__ENTRIES PROVIDED__:
══════
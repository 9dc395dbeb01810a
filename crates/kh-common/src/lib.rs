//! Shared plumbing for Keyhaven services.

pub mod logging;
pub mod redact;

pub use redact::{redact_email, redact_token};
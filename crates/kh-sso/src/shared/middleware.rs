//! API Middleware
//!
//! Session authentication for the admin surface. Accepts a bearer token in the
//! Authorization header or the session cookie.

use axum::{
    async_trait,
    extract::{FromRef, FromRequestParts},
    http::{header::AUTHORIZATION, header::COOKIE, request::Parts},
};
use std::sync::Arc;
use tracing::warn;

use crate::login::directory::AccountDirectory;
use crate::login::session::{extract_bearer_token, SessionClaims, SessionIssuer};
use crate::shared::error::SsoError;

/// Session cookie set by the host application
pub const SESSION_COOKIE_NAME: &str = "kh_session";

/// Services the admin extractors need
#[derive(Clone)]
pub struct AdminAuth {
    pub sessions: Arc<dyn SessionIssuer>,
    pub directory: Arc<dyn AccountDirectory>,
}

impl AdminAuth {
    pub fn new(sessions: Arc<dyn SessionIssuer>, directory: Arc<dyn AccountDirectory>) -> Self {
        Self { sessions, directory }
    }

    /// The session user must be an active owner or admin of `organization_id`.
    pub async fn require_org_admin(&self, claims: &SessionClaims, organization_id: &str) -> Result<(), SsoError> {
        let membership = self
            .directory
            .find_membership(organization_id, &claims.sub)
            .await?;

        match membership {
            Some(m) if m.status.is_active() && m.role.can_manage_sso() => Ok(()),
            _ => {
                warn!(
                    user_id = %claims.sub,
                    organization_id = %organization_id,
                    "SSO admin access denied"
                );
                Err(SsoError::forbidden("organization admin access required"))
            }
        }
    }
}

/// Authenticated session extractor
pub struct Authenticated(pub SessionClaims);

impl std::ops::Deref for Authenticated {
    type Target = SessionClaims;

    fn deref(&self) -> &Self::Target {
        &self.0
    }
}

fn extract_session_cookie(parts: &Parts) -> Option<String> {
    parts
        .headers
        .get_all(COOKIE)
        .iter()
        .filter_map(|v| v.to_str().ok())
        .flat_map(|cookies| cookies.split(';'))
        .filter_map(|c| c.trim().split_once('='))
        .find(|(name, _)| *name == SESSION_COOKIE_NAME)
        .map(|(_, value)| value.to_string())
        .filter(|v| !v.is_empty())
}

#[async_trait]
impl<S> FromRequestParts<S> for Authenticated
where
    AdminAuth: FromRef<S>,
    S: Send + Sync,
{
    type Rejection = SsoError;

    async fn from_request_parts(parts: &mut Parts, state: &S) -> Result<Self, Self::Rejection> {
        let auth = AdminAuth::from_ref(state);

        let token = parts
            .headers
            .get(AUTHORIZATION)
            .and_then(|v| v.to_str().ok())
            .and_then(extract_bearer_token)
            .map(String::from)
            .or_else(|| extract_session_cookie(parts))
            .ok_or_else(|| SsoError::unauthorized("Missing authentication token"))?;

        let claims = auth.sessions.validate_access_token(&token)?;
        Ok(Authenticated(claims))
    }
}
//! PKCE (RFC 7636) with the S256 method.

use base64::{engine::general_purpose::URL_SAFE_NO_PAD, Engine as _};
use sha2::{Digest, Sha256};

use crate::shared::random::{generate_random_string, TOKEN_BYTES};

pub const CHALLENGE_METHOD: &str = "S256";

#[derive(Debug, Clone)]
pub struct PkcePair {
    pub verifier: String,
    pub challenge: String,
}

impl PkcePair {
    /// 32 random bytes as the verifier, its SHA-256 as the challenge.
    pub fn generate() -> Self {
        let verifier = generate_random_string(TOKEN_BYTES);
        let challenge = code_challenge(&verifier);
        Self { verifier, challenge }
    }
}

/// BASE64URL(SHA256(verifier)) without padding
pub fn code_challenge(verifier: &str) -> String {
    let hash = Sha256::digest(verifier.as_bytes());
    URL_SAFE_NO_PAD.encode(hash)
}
══════
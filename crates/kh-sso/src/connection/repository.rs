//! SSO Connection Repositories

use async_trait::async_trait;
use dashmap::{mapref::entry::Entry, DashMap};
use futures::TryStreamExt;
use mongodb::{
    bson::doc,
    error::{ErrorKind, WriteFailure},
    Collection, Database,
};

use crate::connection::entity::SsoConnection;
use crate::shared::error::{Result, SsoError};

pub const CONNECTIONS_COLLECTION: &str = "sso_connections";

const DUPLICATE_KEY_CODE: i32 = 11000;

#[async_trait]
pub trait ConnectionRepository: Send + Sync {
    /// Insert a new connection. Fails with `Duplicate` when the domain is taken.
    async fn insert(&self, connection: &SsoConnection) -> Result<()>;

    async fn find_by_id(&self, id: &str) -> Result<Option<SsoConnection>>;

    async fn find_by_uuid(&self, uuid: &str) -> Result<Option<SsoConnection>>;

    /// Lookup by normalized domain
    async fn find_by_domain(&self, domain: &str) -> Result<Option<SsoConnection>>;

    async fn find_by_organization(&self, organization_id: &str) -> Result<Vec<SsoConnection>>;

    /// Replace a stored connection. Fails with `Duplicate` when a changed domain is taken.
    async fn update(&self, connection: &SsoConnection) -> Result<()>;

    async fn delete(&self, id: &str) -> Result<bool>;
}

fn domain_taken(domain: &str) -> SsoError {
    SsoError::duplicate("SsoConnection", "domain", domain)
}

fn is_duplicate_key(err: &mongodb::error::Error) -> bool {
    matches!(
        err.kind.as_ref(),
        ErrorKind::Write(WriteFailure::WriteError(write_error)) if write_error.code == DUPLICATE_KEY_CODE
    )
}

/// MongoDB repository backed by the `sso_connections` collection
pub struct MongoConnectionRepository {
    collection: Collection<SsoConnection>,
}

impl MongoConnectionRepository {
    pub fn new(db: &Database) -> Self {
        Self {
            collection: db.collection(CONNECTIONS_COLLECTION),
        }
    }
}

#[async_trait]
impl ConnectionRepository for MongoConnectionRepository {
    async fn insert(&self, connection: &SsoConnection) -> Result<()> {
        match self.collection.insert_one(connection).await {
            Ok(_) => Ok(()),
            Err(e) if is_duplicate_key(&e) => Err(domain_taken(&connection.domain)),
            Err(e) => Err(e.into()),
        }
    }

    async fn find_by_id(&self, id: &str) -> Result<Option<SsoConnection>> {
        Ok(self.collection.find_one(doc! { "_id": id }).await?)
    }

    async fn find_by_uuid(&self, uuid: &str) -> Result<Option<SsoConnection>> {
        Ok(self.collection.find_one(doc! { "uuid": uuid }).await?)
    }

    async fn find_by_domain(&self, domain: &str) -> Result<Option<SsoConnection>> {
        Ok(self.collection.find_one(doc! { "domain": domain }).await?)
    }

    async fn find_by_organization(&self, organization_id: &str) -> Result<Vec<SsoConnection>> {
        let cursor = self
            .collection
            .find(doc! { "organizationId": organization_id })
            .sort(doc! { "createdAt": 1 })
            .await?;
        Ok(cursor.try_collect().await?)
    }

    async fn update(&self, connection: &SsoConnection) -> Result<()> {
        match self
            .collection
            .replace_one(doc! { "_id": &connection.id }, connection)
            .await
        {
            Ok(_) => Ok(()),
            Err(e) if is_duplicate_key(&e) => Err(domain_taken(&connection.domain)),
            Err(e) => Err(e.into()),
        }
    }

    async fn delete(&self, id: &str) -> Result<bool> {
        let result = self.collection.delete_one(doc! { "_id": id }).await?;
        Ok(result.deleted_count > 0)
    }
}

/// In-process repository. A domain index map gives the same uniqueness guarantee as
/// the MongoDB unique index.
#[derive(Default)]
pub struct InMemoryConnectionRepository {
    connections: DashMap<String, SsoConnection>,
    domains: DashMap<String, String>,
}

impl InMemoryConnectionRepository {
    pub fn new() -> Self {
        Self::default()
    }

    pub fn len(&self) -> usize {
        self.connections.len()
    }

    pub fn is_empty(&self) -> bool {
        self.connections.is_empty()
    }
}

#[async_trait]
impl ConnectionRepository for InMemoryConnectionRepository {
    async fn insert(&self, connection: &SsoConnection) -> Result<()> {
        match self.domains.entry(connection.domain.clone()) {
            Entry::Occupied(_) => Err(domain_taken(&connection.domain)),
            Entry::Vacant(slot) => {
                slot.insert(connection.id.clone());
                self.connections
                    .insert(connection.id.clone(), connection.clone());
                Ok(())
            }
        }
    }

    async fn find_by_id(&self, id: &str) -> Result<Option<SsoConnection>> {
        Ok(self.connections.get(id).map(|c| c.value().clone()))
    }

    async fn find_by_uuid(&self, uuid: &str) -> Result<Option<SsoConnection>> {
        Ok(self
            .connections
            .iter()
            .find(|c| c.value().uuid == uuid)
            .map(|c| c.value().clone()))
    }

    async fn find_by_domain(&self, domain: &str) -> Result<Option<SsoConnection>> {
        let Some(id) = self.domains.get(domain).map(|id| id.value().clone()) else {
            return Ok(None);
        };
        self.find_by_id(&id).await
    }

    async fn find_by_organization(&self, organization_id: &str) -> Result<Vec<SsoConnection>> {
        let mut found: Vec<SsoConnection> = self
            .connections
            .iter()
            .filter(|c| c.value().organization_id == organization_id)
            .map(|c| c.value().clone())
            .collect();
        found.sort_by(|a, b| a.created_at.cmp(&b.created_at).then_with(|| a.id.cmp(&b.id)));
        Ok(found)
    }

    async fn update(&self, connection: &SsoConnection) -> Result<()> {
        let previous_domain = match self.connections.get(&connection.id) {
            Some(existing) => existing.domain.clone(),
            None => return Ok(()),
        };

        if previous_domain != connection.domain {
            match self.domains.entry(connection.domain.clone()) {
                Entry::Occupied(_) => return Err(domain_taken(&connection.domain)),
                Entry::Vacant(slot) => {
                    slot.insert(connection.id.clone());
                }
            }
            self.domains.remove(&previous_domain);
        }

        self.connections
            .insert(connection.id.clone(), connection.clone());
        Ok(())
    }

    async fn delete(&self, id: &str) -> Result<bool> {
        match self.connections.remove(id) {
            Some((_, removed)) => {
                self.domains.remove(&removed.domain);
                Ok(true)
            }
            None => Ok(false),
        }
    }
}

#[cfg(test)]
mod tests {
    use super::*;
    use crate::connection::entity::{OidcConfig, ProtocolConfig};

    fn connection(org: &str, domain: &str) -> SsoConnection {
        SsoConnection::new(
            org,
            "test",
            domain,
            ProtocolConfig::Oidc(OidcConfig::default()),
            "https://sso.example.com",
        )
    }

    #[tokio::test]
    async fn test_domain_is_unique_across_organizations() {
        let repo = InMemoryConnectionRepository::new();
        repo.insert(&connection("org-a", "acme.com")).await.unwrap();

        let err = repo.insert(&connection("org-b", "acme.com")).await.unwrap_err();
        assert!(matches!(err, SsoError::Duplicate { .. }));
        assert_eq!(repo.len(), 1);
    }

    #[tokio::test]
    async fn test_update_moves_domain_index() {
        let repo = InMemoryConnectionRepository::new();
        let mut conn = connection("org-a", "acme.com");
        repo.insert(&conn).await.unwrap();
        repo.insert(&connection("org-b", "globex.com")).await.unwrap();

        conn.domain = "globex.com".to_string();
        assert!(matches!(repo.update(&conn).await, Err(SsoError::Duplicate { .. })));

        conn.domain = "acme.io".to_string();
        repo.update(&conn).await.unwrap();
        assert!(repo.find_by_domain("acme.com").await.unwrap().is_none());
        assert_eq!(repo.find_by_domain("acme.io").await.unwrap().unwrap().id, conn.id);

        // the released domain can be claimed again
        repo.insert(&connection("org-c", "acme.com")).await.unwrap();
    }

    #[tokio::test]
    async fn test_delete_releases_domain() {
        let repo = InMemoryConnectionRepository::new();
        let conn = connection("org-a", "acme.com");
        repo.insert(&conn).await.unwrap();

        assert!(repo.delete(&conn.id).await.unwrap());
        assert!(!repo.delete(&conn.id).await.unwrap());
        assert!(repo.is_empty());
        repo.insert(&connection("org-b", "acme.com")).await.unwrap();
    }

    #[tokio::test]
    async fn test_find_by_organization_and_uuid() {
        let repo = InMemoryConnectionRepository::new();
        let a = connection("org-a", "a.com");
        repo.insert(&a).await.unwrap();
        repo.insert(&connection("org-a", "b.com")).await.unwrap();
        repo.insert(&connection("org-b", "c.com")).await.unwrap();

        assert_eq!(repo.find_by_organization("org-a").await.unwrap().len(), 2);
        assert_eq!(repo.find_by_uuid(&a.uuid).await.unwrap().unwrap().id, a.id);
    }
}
══════
Report each line of the listing above that uses the word "acme".

        repo.insert(&connection("org-a", "acme.com")).await.unwrap();
        let err = repo.insert(&connection("org-b", "acme.com")).await.unwrap_err();
        let mut conn = connection("org-a", "acme.com");
        conn.domain = "acme.io".to_string();
        assert!(repo.find_by_domain("acme.com").await.unwrap().is_none());
        assert_eq!(repo.find_by_domain("acme.io").await.unwrap().unwrap().id, conn.id);
        repo.insert(&connection("org-c", "acme.com")).await.unwrap();
        let conn = connection("org-a", "acme.com");
        repo.insert(&connection("org-b", "acme.com")).await.unwrap();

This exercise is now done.